It's Microsoft Patch Tuesday: May 2012

Justin James gathers the information you need to make the right deploy decision when applying Microsoft's May 2012 patches in your organization.

This month sees a trio of remote code execution attacks in Office products, which is never good, and another big-time vulnerability in XAML Browser Application (XBAP) handling. At least the nonsecurity patches are at a bare minimum this time around!

This blog post is also available in PDF format in a TechRepublic download. Falling behind on your patch deployments, catch up with previously published Microsoft Patch Tuesday blog posts.
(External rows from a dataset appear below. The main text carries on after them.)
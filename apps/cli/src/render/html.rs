//! HTML rendering: the profile record goes through a Tera template.
//!
//! The template receives the whole profile plus `today`, the stylesheet text and
//! the media data-URI map. Autoescaping stays on for `.html` templates; only the
//! stylesheet is inserted with `| safe`.

use std::collections::HashMap;

use chrono::Local;
use serde_json::Value;
use tera::{Context, Tera};
use tracing::info;

use crate::assets::Assets;
use crate::config::Config;
use crate::errors::RenderError;
use crate::models::Profile;

pub const TEMPLATE: &str = "profile.html";

/// Formats a `YYYY/MM` date range for display.
///
/// A present, non-empty `end` yields `"{start} - {end}"`; an open range yields
/// `"Since {start}"`.
pub fn format_duration(start: &str, end: Option<&str>) -> String {
    match end {
        Some(end) if !end.is_empty() => format!("{start} - {end}"),
        _ => format!("Since {start}"),
    }
}

/// Tera filter form of [`format_duration`].
///
/// Applies to any context object carrying `start` and an optional `end` —
/// work-experience and education entries alike: `{{ job | duration }}`.
fn duration_filter(value: &Value, _args: &HashMap<String, Value>) -> tera::Result<Value> {
    let start = value
        .get("start")
        .and_then(Value::as_str)
        .ok_or_else(|| tera::Error::msg("duration expects an object with a `start` field"))?;
    let end = value.get("end").and_then(Value::as_str);
    Ok(Value::String(format_duration(start, end)))
}

/// Renders the profile into a complete, self-contained HTML document.
pub fn render_html(
    config: &Config,
    profile: &Profile,
    assets: &Assets,
) -> Result<String, RenderError> {
    let template_path = config.templates_dir().join(TEMPLATE);
    if !template_path.is_file() {
        return Err(RenderError::MissingInput(template_path));
    }

    let glob = config.templates_dir().join("*.html");
    let mut tera = Tera::new(&glob.to_string_lossy())?;
    tera.register_filter("duration", duration_filter);

    let today = Local::now().date_naive();

    let mut context = Context::new();
    context.insert("profile", profile);
    context.insert("today", &today.to_string());
    context.insert("stylesheet", &assets.stylesheet);
    context.insert("media", &assets.media);

    let html = tera.render(TEMPLATE, &context)?;
    info!(bytes = html.len(), "HTML rendered");
    Ok(html)
}
//! The profile data model.
//!
//! Every struct is `Serialize` so the whole record can be dropped into the
//! template context as-is. The data is static and developer-authored — there is
//! no parsing, no validation layer, no lifecycle beyond one render.

use serde::Serialize;

/// Complete résumé content for one person.
#[derive(Debug, Clone, Serialize)]
pub struct Profile {
    pub name: String,
    pub title: String,
    pub subtitle: String,
    pub address: String,
    /// Professional summary, one paragraph per entry.
    pub summary: Vec<String>,
    pub languages: Vec<Language>,
    pub contact: Contact,
    pub links: Links,
    pub skills: SkillMatrix,
    pub certifications: Vec<Certification>,
    pub experience: Vec<WorkExperience>,
    pub education: Vec<Education>,
    /// File stem of the portrait under `assets/media/`.
    pub photo: String,
}

#[derive(Debug, Clone, Serialize)]
pub struct Language {
    pub language: String,
    pub proficiency: String,
}

#[derive(Debug, Clone, Serialize)]
pub struct Contact {
    pub phone: String,
    pub email: String,
    pub linkedin: String,
}

/// Public profiles rendered as the "links" section, one icon each.
#[derive(Debug, Clone, Serialize)]
pub struct Links {
    pub blog: String,
    pub github: String,
}

/// A single skill with years of hands-on experience.
#[derive(Debug, Clone, Serialize)]
pub struct Skill {
    pub name: String,
    pub years: u8,
}

/// The "core technologies" section, grouped the way the cover page shows them.
#[derive(Debug, Clone, Serialize)]
pub struct SkillMatrix {
    pub code: Vec<Skill>,
    pub devops: Vec<Skill>,
    pub others: Vec<Skill>,
}

#[derive(Debug, Clone, Serialize)]
pub struct Certification {
    pub name: String,
    /// Exam code, e.g. "SAA-C03". Not every certification has one.
    pub code: Option<String>,
}

/// One position in the work history.
///
/// `end: None` (or an empty string) marks the current position — the duration
/// filter renders it as "Since {start}".
#[derive(Debug, Clone, Serialize)]
pub struct WorkExperience {
    pub title: String,
    pub company: String,
    /// `YYYY/MM`
    pub start: String,
    /// `YYYY/MM`, absent while the position is held.
    pub end: Option<String>,
    pub summary: String,
    pub highlights: Vec<String>,
    pub technologies: Vec<String>,
}

#[derive(Debug, Clone, Serialize)]
pub struct Education {
    pub degree: String,
    pub institution: String,
    /// `YYYY/MM`
    pub start: String,
    /// `YYYY/MM`, absent while still enrolled.
    pub end: Option<String>,
    pub notes: Vec<String>,
}
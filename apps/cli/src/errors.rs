use std::path::PathBuf;

use thiserror::Error;

/// Pipeline-level error type.
///
/// The run either produces a complete PDF or fails with one of these — there is
/// no partial output to clean up.
#[derive(Debug, Error)]
pub enum RenderError {
    #[error("input file not found: {}", .0.display())]
    MissingInput(PathBuf),

    #[error("template error: {0}")]
    Template(#[from] tera::Error),

    #[error("PDF generation failed: {0}")]
    Pdf(String),

    #[error("I/O error: {0}")]
    Io(#[from] std::io::Error),
}
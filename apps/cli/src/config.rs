use std::path::PathBuf;

/// Application configuration loaded from environment variables.
/// Everything has a default — the tool runs with no setup from a checkout.
#[derive(Debug, Clone)]
pub struct Config {
    /// Directory holding `templates/`, `styles/` and `media/`.
    pub assets_dir: PathBuf,
    /// Where the finished PDF is written.
    pub output_file: PathBuf,
    pub rust_log: String,
}

impl Config {
    pub fn from_env() -> Self {
        dotenvy::dotenv().ok(); // load .env if present; ignore if missing

        Config {
            assets_dir: std::env::var("PROFILE_PDF_ASSETS")
                .map(PathBuf::from)
                .unwrap_or_else(|_| {
                    PathBuf::from(concat!(env!("CARGO_MANIFEST_DIR"), "/assets"))
                }),
            output_file: std::env::var("PROFILE_PDF_OUTPUT")
                .map(PathBuf::from)
                .unwrap_or_else(|_| PathBuf::from("output/profile.pdf")),
            rust_log: std::env::var("RUST_LOG").unwrap_or_else(|_| "info".to_string()),
        }
    }

    pub fn templates_dir(&self) -> PathBuf {
        self.assets_dir.join("templates")
    }

    pub fn styles_dir(&self) -> PathBuf {
        self.assets_dir.join("styles")
    }

    pub fn media_dir(&self) -> PathBuf {
        self.assets_dir.join("media")
    }
}
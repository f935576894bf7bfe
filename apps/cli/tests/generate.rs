//! End-to-end: rendering the fixed profile yields a complete document.
//!
//! Mirrors a manual run against the bundled assets; nothing here touches the
//! output path — the PDF stays in memory.

use std::path::PathBuf;

use profile_pdf::config::Config;
use profile_pdf::{assets, data, render};

fn bundled_config() -> Config {
    Config {
        assets_dir: PathBuf::from(concat!(env!("CARGO_MANIFEST_DIR"), "/assets")),
        output_file: PathBuf::from("output/profile.pdf"),
        rust_log: "info".into(),
    }
}

#[test]
fn rendered_html_contains_every_section() {
    let config = bundled_config();
    let profile = data::profile();
    let assets = assets::load(&config).unwrap();

    let html = render::render_html(&config, &profile, &assets)
        .unwrap()
        .to_lowercase();

    assert!(html.contains("jonas keller"));
    for header in [
        "personal information",
        "contact",
        "links",
        "core technologies",
        "certifications",
        "work experience",
        "education",
    ] {
        assert!(html.contains(header), "missing section header: {header}");
    }

    // duration formatting, closed and open
    assert!(html.contains("2017/04 - 2022/12"));
    assert!(html.contains("since 2023/01"));

    let today = chrono::Local::now().date_naive();
    assert!(
        html.contains(&format!("last updated: {today}")),
        "missing date stamp"
    );
}

#[test]
fn rendered_html_embeds_media_inline() {
    let config = bundled_config();
    let profile = data::profile();
    let assets = assets::load(&config).unwrap();

    let html = render::render_html(&config, &profile, &assets).unwrap();
    assert!(
        html.contains("data:image/png;base64,"),
        "media should be inlined as data URIs"
    );
}

#[test]
fn pipeline_produces_a_readable_pdf() {
    let config = bundled_config();
    let profile = data::profile();
    let assets = assets::load(&config).unwrap();

    let html = render::render_html(&config, &profile, &assets).unwrap();
    let pdf = render::render_pdf(&html).unwrap();

    assert!(pdf.starts_with(b"%PDF"), "output should be a PDF");
    assert!(pdf.len() > 1_000, "suspiciously small PDF: {} bytes", pdf.len());

    let text = pdf_extract::extract_text_from_mem(&pdf)
        .unwrap()
        .to_lowercase();
    assert!(text.contains("jonas keller"), "name missing from PDF text");
}
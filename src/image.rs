//! Stride-aware grayscale image view.
//!
//! Detection entry points borrow the pixel buffer for the duration of a
//! call; nothing in the crate ever copies or mutates image data.

use crate::error::{Error, Result};

/// A borrowed view into a grayscale image buffer, one byte per pixel.
///
/// `stride` is the distance in bytes between the starts of two consecutive
/// rows; it equals `cols` for contiguous buffers and may be larger for
/// padded layouts.
#[derive(Debug, Clone, Copy)]
pub struct ImageView<'a> {
    pub pixels: &'a [u8],
    pub rows: usize,
    pub cols: usize,
    pub stride: usize,
}

impl<'a> ImageView<'a> {
    /// Create a view after validating the declared geometry against the
    /// buffer length.
    pub fn new(pixels: &'a [u8], rows: usize, cols: usize, stride: usize) -> Result<Self> {
        if rows == 0 || cols == 0 || stride < cols || pixels.len() < rows * stride {
            return Err(Error::BadImageDim {
                rows,
                cols,
                stride,
                len: pixels.len(),
            });
        }
        Ok(Self {
            pixels,
            rows,
            cols,
            stride,
        })
    }

    /// Create a view over a contiguous buffer (`stride == cols`).
    pub fn contiguous(pixels: &'a [u8], rows: usize, cols: usize) -> Result<Self> {
        Self::new(pixels, rows, cols, cols)
    }

    /// Pixel intensity at (row, col). Panics when out of bounds.
    #[inline]
    pub fn at(&self, row: usize, col: usize) -> u8 {
        debug_assert!(row < self.rows && col < self.cols);
        self.pixels[row * self.stride + col]
    }
}
//! # picofind
//!
//! Pure Rust face, pupil and facial-landmark detection built on
//! pixel-intensity-comparison tree cascades.
//!
//! This crate provides:
//! - **Face detection**: a multi-scale sliding-window scan driven by a
//!   soft cascade of shallow binary trees, with optional global rotation
//! - **Clustering**: greedy IoU-based non-maximum suppression of the raw
//!   candidate windows
//! - **Pupil localization**: a perturbation-median regressor refining an
//!   anchor inside each detected face
//! - **Facial landmarks**: the same regressor anchored on the pupil pair,
//!   with mirror support for left/right-symmetric points
//!
//! ## Algorithm Overview
//!
//! 1. Decode packed cascade blobs into flat evaluation tables
//! 2. Slide a window grid over the image at geometrically growing scales;
//!    every internal tree node compares two pixels at offsets scaled to
//!    the window, and stage thresholds reject most windows after a few
//!    trees
//! 3. Cluster positive windows by intersection-over-union
//! 4. Refine pupils and landmarks by running a stacked regression cascade
//!    from many randomly perturbed starts and taking the per-coordinate
//!    median
//!
//! Everything is a pure function over an [`ImageView`] and read-only
//! cascade tables: no global state, and bit-identical results for a fixed
//! RNG seed.
//!
//! ## Quick Start
//!
//! ```rust
//! use picofind::{cluster_detections, FaceCascade, ImageView, ScanParams};
//!
//! // Pack a toy one-tree cascade: the split probes a quarter window
//! // below and above the center (offsets are 1/256ths of the scale).
//! let mut blob = vec![0u8; 8];
//! blob.extend_from_slice(&1u32.to_le_bytes()); // tree depth
//! blob.extend_from_slice(&1u32.to_le_bytes()); // tree count
//! blob.extend_from_slice(&[64, 0, 192, 0]); // offsets (64, 0, -64, 0)
//! blob.extend_from_slice(&(-1.0f32).to_le_bytes()); // leaf predictions
//! blob.extend_from_slice(&1.0f32.to_le_bytes());
//! blob.extend_from_slice(&(-5.0f32).to_le_bytes()); // stage threshold
//! let cascade = FaceCascade::decode(&blob)?;
//!
//! // A vertical gradient image, brighter toward the bottom.
//! let pixels: Vec<u8> = (0..64 * 64).map(|i| (i / 64) as u8).collect();
//! let image = ImageView::contiguous(&pixels, 64, 64)?;
//!
//! let params = ScanParams {
//!     min_size: 16,
//!     max_size: 16,
//!     ..ScanParams::default()
//! };
//! let raw = cascade.run_cascade(&image, &params, 0.0)?;
//! let faces = cluster_detections(&raw, 0.2);
//! assert!(!faces.is_empty());
//! # Ok::<(), picofind::Error>(())
//! ```
//!
//! Real cascades come as packed binary files; decode a face cascade with
//! [`FaceCascade::decode`], a pupil or landmark cascade with
//! [`PupilCascade::decode`], and a whole landmark directory with
//! [`load_cascade_dir`]. A [`Session`] groups the three for the full
//! face → eyes → landmarks pipeline.

mod cascade;
mod classify;
mod error;
mod image;
mod landmark;
mod pupil;
mod scan;
mod session;
mod types;

pub use cascade::{FaceCascade, PupilCascade};
pub use error::{Error, Result};
pub use image::ImageView;
pub use landmark::load_cascade_dir;
pub use scan::{cluster_detections, ScanParams};
pub use session::Session;
pub use types::{Detection, PupilLoc};
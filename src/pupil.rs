//! Perturbation-median pupil localization.
//!
//! The refiner jitters the anchor `perturbs` times, runs the stacked
//! regression cascade from each jittered start, and reports the
//! coordinate-wise median of the results. The median across many random
//! starts is what makes the localization robust enough to anchor the
//! landmark refiners downstream.
//!
//! Randomness comes from a caller-supplied seed; two calls with the same
//! cascade, image, anchor and seed produce bit-identical results.

use rand::rngs::StdRng;
use rand::{Rng, SeedableRng};

use crate::cascade::PupilCascade;
use crate::image::ImageView;
use crate::types::PupilLoc;

impl PupilCascade {
    /// Refine a pupil anchor on the image.
    ///
    /// `anchor.perturbs` controls the number of random trials; the field
    /// is carried into the result so chained calls keep the setting.
    /// `angle` is the global detection rotation in radians, `seed` drives
    /// the perturbation RNG.
    pub fn run_detector(
        &self,
        anchor: &PupilLoc,
        img: &ImageView<'_>,
        angle: f32,
        seed: u64,
    ) -> PupilLoc {
        self.refine(anchor, img, angle, false, seed)
    }

    /// Shared perturbation loop for pupil and landmark refinement.
    /// `mirror` flips the horizontal probe offsets (landmark reuse for
    /// left/right-symmetric points).
    pub(crate) fn refine(
        &self,
        anchor: &PupilLoc,
        img: &ImageView<'_>,
        angle: f32,
        mirror: bool,
        seed: u64,
    ) -> PupilLoc {
        let n = anchor.perturbs;
        if n == 0 {
            return PupilLoc::new(0.0, 0.0, 0.0, 0);
        }

        let mut rng = StdRng::seed_from_u64(seed);
        let mut rows = Vec::with_capacity(n);
        let mut cols = Vec::with_capacity(n);
        let mut scales = Vec::with_capacity(n);

        for _ in 0..n {
            // Draw order is part of the reproducibility contract:
            // scale jitter first, then row, then column.
            let u_scale: f32 = rng.gen();
            let u_row: f32 = rng.gen();
            let u_col: f32 = rng.gen();

            let scale = anchor.scale * (0.925 + 0.15 * u_scale);
            let row = anchor.row + anchor.scale * 0.15 * (0.5 - u_row);
            let col = anchor.col + anchor.scale * 0.15 * (0.5 - u_col);

            let (row, col, scale) = self.localize(img, row, col, scale, angle, mirror);
            rows.push(row);
            cols.push(col);
            scales.push(scale);
        }

        rows.sort_by(f32::total_cmp);
        cols.sort_by(f32::total_cmp);
        scales.sort_by(f32::total_cmp);

        // Lower median over the sorted trials, coordinate-wise.
        PupilLoc::new(rows[n / 2], cols[n / 2], scales[n / 2], n)
    }

    /// Run the stacked regressor from one starting point: every stage
    /// sums the two-component leaf deltas of its trees, moves the center
    /// by `delta * scale`, then shrinks the window by the stage scale
    /// multiplier. Probes are clamped to the image.
    fn localize(
        &self,
        img: &ImageView<'_>,
        mut row: f32,
        mut col: f32,
        mut scale: f32,
        angle: f32,
        mirror: bool,
    ) -> (f32, f32, f32) {
        let leaves = 1usize << self.tree_depth;
        let rotated = angle != 0.0;
        let (sin, cos) = angle.sin_cos();
        let flip = if mirror { -1.0f32 } else { 1.0 };
        let flip_i = if mirror { -1i32 } else { 1 };

        let stride = img.stride;
        let max_row = img.rows as i32 - 1;
        let max_col = img.cols as i32 - 1;

        let mut node_base = 0usize;
        let mut pred_base = 0usize;

        for _ in 0..self.stages {
            let r = (256.0 * row) as i32;
            let c = (256.0 * col) as i32;
            let s = scale as i32;
            let sf = scale;

            let mut dr = 0.0f32;
            let mut dc = 0.0f32;

            for _ in 0..self.trees_per_stage {
                let mut k = 1usize;
                for _ in 0..self.tree_depth {
                    let off = node_base + 4 * k;
                    let (r1, c1, r2, c2) = if rotated {
                        let o0 = self.codes[off] as f32;
                        let o1 = flip * self.codes[off + 1] as f32;
                        let o2 = self.codes[off + 2] as f32;
                        let o3 = flip * self.codes[off + 3] as f32;
                        (
                            ((r + ((o0 * cos - o1 * sin) * sf) as i32) >> 8).clamp(0, max_row),
                            ((c + ((o0 * sin + o1 * cos) * sf) as i32) >> 8).clamp(0, max_col),
                            ((r + ((o2 * cos - o3 * sin) * sf) as i32) >> 8).clamp(0, max_row),
                            ((c + ((o2 * sin + o3 * cos) * sf) as i32) >> 8).clamp(0, max_col),
                        )
                    } else {
                        let o0 = self.codes[off] as i32;
                        let o1 = flip_i * self.codes[off + 1] as i32;
                        let o2 = self.codes[off + 2] as i32;
                        let o3 = flip_i * self.codes[off + 3] as i32;
                        (
                            ((r + o0 * s) >> 8).clamp(0, max_row),
                            ((c + o1 * s) >> 8).clamp(0, max_col),
                            ((r + o2 * s) >> 8).clamp(0, max_row),
                            ((c + o3 * s) >> 8).clamp(0, max_col),
                        )
                    };

                    let p1 = img.pixels[r1 as usize * stride + c1 as usize];
                    let p2 = img.pixels[r2 as usize * stride + c2 as usize];
                    k = 2 * k + usize::from(p1 <= p2);
                }

                let leaf = pred_base + 2 * (k - leaves);
                dr += self.preds[leaf];
                dc += self.preds[leaf + 1];

                node_base += 4 * leaves;
                pred_base += 2 * leaves;
            }

            row += dr * scale;
            col += dc * scale;
            scale *= self.scale_mult;
        }

        (row, col, scale)
    }
}
//! Convenience aggregate tying the three cascade kinds together.
//!
//! Nothing here adds algorithmic behavior: a [`Session`] just groups a
//! face cascade, a pupil cascade and a map of landmark cascades so
//! callers do not have to thread three handles plus a seed through every
//! call. All state is explicit and immutable; share a session by cloning
//! it.

use std::collections::HashMap;

use crate::cascade::{FaceCascade, PupilCascade};
use crate::error::Result;
use crate::image::ImageView;
use crate::scan::{cluster_detections, ScanParams};
use crate::types::{Detection, PupilLoc};

/// Landmark keys conventionally trained on eye-relative points; these run
/// both straight and mirrored to cover the symmetric side of the face.
const EYE_CASCADE_NAMES: [&str; 5] = ["lp46", "lp44", "lp42", "lp38", "lp312"];

/// The nose tip is conventionally retrieved from the mirrored `lp84`
/// mouth-corner cascade.
const NOSE_MIRROR_NAME: &str = "lp84";

/// Left/right pupil anchor offsets relative to a face detection, as
/// fractions of the face scale.
const EYE_ROW_OFFSET: f32 = 0.075;
const LEFT_EYE_COL_OFFSET: f32 = 0.175;
const RIGHT_EYE_COL_OFFSET: f32 = 0.185;
const EYE_SCALE_RATIO: f32 = 0.25;

/// A face cascade, a pupil cascade and any number of landmark cascades,
/// grouped for the full face → eyes → landmarks pipeline.
#[derive(Debug, Clone)]
pub struct Session {
    pub face: FaceCascade,
    pub pupil: PupilCascade,
    pub landmarks: HashMap<String, Vec<PupilCascade>>,
    /// Seed handed to every refinement call; fix it to make whole-image
    /// results reproducible.
    pub seed: u64,
}

impl Session {
    pub fn new(face: FaceCascade, pupil: PupilCascade) -> Self {
        Self {
            face,
            pupil,
            landmarks: HashMap::new(),
            seed: 0,
        }
    }

    pub fn with_landmarks(mut self, landmarks: HashMap<String, Vec<PupilCascade>>) -> Self {
        self.landmarks = landmarks;
        self
    }

    pub fn with_seed(mut self, seed: u64) -> Self {
        self.seed = seed;
        self
    }

    /// Scan for faces and cluster the raw candidates.
    pub fn detect(
        &self,
        img: &ImageView<'_>,
        params: &ScanParams,
        angle: f32,
        iou_threshold: f32,
    ) -> Result<Vec<Detection>> {
        let raw = self.face.run_cascade(img, params, angle)?;
        Ok(cluster_detections(&raw, iou_threshold))
    }

    /// Refine both pupils of a detected face using the conventional
    /// anchor offsets. Either result may be degenerate; filter with
    /// [`PupilLoc::is_valid`].
    pub fn locate_eyes(
        &self,
        face: &Detection,
        img: &ImageView<'_>,
        angle: f32,
        perturbs: usize,
    ) -> (PupilLoc, PupilLoc) {
        let row = face.row - EYE_ROW_OFFSET * face.scale;
        let scale = face.scale * EYE_SCALE_RATIO;

        let left = PupilLoc::new(
            row,
            face.col - LEFT_EYE_COL_OFFSET * face.scale,
            scale,
            perturbs,
        );
        let right = PupilLoc::new(
            row,
            face.col + RIGHT_EYE_COL_OFFSET * face.scale,
            scale,
            perturbs,
        );

        (
            self.pupil.run_detector(&left, img, angle, self.seed),
            self.pupil.run_detector(&right, img, angle, self.seed),
        )
    }

    /// Run every loaded landmark cascade against the pupil pair.
    ///
    /// Eye cascades run straight and mirrored; `lp84` additionally runs
    /// mirrored for the nose tip. Degenerate localizations are dropped,
    /// so a key may map to fewer results than cascade runs.
    pub fn detect_landmarks(
        &self,
        left: &PupilLoc,
        right: &PupilLoc,
        img: &ImageView<'_>,
        perturbs: usize,
        angle: f32,
    ) -> HashMap<String, Vec<PupilLoc>> {
        let mut points: HashMap<String, Vec<PupilLoc>> = HashMap::new();

        for (name, cascades) in &self.landmarks {
            let mirror_too =
                EYE_CASCADE_NAMES.contains(&name.as_str()) || name == NOSE_MIRROR_NAME;
            let mut found = Vec::new();

            for cascade in cascades {
                let flp =
                    cascade.find_landmark(left, right, img, perturbs, false, angle, self.seed);
                if flp.is_valid() {
                    found.push(flp);
                }
                if mirror_too {
                    let flp =
                        cascade.find_landmark(left, right, img, perturbs, true, angle, self.seed);
                    if flp.is_valid() {
                        found.push(flp);
                    }
                }
            }

            if !found.is_empty() {
                points.insert(name.clone(), found);
            }
        }

        points
    }
}
//! Multi-scale sliding-window scanning and detection clustering.

use serde::{Deserialize, Serialize};

use crate::cascade::FaceCascade;
use crate::error::{Error, Result};
use crate::image::ImageView;
use crate::types::Detection;

/// Parameters of the sliding-window scan.
///
/// Window sizes grow geometrically from `min_size` to `max_size` by
/// `scale_factor`; the grid step at each size is `shift_factor * size`.
#[derive(Debug, Clone, Copy, PartialEq, Serialize, Deserialize)]
pub struct ScanParams {
    /// Smallest window side in pixels.
    pub min_size: usize,
    /// Largest window side in pixels.
    pub max_size: usize,
    /// Grid step as a fraction of the window size, in (0, 1].
    pub shift_factor: f32,
    /// Window growth factor between scales, > 1.
    pub scale_factor: f32,
}

impl Default for ScanParams {
    fn default() -> Self {
        Self {
            min_size: 20,
            max_size: 1000,
            shift_factor: 0.1,
            scale_factor: 1.1,
        }
    }
}

impl ScanParams {
    pub(crate) fn validate(&self) -> Result<()> {
        if self.min_size < 1 {
            return Err(Error::BadParams("min_size must be at least 1".into()));
        }
        if self.min_size > self.max_size {
            return Err(Error::BadParams(format!(
                "min_size {} exceeds max_size {}",
                self.min_size, self.max_size
            )));
        }
        if self.shift_factor <= 0.0 || self.shift_factor > 1.0 {
            return Err(Error::BadParams(format!(
                "shift_factor {} outside (0, 1]",
                self.shift_factor
            )));
        }
        if self.scale_factor <= 1.0 {
            return Err(Error::BadParams(format!(
                "scale_factor {} must be greater than 1",
                self.scale_factor
            )));
        }
        Ok(())
    }
}

impl FaceCascade {
    /// Scan the image at every scale and grid position, returning all
    /// positively scored windows in (size, row, col) order.
    ///
    /// `angle` is the global rotation in radians; zero uses the plain
    /// classifier. The margin of `size / 2 + 1` keeps every probed window
    /// strictly inside the image, so candidate emission never touches the
    /// border.
    pub fn run_cascade(
        &self,
        img: &ImageView<'_>,
        params: &ScanParams,
        angle: f32,
    ) -> Result<Vec<Detection>> {
        params.validate()?;

        let rotated = angle != 0.0;
        let (sin, cos) = angle.sin_cos();

        let mut detections = Vec::new();
        let mut size = params.min_size;

        while size <= params.max_size {
            let step = ((params.shift_factor * size as f32).round() as usize).max(1);
            let margin = size / 2 + 1;

            for row in (margin..img.rows.saturating_sub(margin)).step_by(step) {
                for col in (margin..img.cols.saturating_sub(margin)).step_by(step) {
                    let score = if rotated {
                        self.classify_rotated(img, row, col, size, cos, sin)
                    } else {
                        self.classify(img, row, col, size)
                    };
                    if let Some(q) = score {
                        if q > 0.0 {
                            detections.push(Detection::new(
                                row as f32, col as f32, size as f32, q,
                            ));
                        }
                    }
                }
            }

            let next = (size as f32 * params.scale_factor).round() as usize;
            // Rounding can stall small sizes under a factor close to 1.
            size = next.max(size + 1);
        }

        tracing::debug!(candidates = detections.len(), "scan complete");

        Ok(detections)
    }
}

/// Cluster raw candidates by greedy agglomeration on square IoU.
///
/// Candidates are visited in emission order. Each unassigned candidate
/// seeds a cluster and absorbs every later unassigned candidate whose IoU
/// with the seed exceeds `iou_threshold`. A cluster is reported as the
/// score-weighted mean of its members' row, column and scale, scored with
/// the sum of member scores.
///
/// A threshold of 1.0 returns the candidate list unchanged; 0.0 merges
/// every candidate that overlaps its seed at all.
pub fn cluster_detections(detections: &[Detection], iou_threshold: f32) -> Vec<Detection> {
    let mut assigned = vec![false; detections.len()];
    let mut clusters = Vec::new();

    for i in 0..detections.len() {
        if assigned[i] {
            continue;
        }
        assigned[i] = true;

        let seed = &detections[i];
        let mut row_sum = seed.row * seed.score;
        let mut col_sum = seed.col * seed.score;
        let mut scale_sum = seed.scale * seed.score;
        let mut score_sum = seed.score;

        for j in (i + 1)..detections.len() {
            if assigned[j] {
                continue;
            }
            let d = &detections[j];
            if seed.iou(d) > iou_threshold {
                assigned[j] = true;
                row_sum += d.row * d.score;
                col_sum += d.col * d.score;
                scale_sum += d.scale * d.score;
                score_sum += d.score;
            }
        }

        clusters.push(Detection::new(
            row_sum / score_sum,
            col_sum / score_sum,
            scale_sum / score_sum,
            score_sum,
        ));
    }

    clusters
}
Editor's Note: A few of the Knowledge Base articles were still not available on May 8, 2012. They should be available for review soon, but we are at the mercy of Microsoft's timetable.

Security Patches

MS12-029/KB2680352 - Critical (Office 2007)/Important (Office 2003, Office 2008 for Mac, Office 2011 for Mac, Office Compatibility Pack): Parsing issues with RTF files can lead to remote code execution attacks against Word users, granting the attacker the privileges of the user who opened the file. You will want to plug this hole immediately. MS12-030/KB2663830 - Important (Office 2003, Office 2007, Office 2010, Office 2008 for Mac, Office 2011 for Mac, Office Compatibility Pack, Excel Viewer): Another remote code execution attack that occurs when opening files, this time in Excel. Even though Microsoft rates the severity as "important," the overall exposure justifies installing the patch as soon as you can. MS12-031/KB2597981 - Important (Visio Viewer 2010): Visio also has a remote code execution vulnerability when opening files. It makes me wonder if it is all the same common piece of code? Again, get Visio patched quickly, since those files are not too uncommon. MS12-032/KB2688338 - Important (Vista, W7, 2008, 2008 R2): Locally logged-on users can run an application to exploit issues with the TCP/IP stack and get higher rights. Because the user must already be logged on and able to run applications, the patch can wait until your normal patch cycle. MS12-033/KB2690533 - Important (Vista, W7, 2008, 2008 R2): The Windows Partition Manager also has an escalation of privileges vulnerability, exploitable by a locally logged-on user running code. Again, this one can wait until you are scheduled to install patches. MS12-034/KB2681578 - Critical (XP, Vista, W7, 2003, 2008, 2008 R2, Silverlight 4 for Mac and Windows, Silverlight 5 for Mac and Windows): A whopping TEN vulnerabilities -- three already public -- are solved with this patch. Some are remote code execution attacks that can be exploited by visiting a Web site. It is hard to overstress how important it is to install this patch. MS12-035/KB2693777 - Critical (XP, Vista, W7, 2003, 2008, 2008 R2): XAML Browser Applications (XBAPs) are getting hit again this month with remote code executions that can be exploited through a Web site. Patch immediately, and seriously consider disabling XBAPs if you have not done so already.

Other Updates

KB931125 - Root certification update.

"The Usual Suspects": Updates to the Malicious Software Removal Tool and the ActiveX Killbits.

Changed, but not significantly: none.

Updates since the last Patch Tuesday

There were no security updates released out-of-band.

Minor items added or updated since the last Patch Tuesday:

KB931125 - Root certification update.

Changed, but not significantly: None.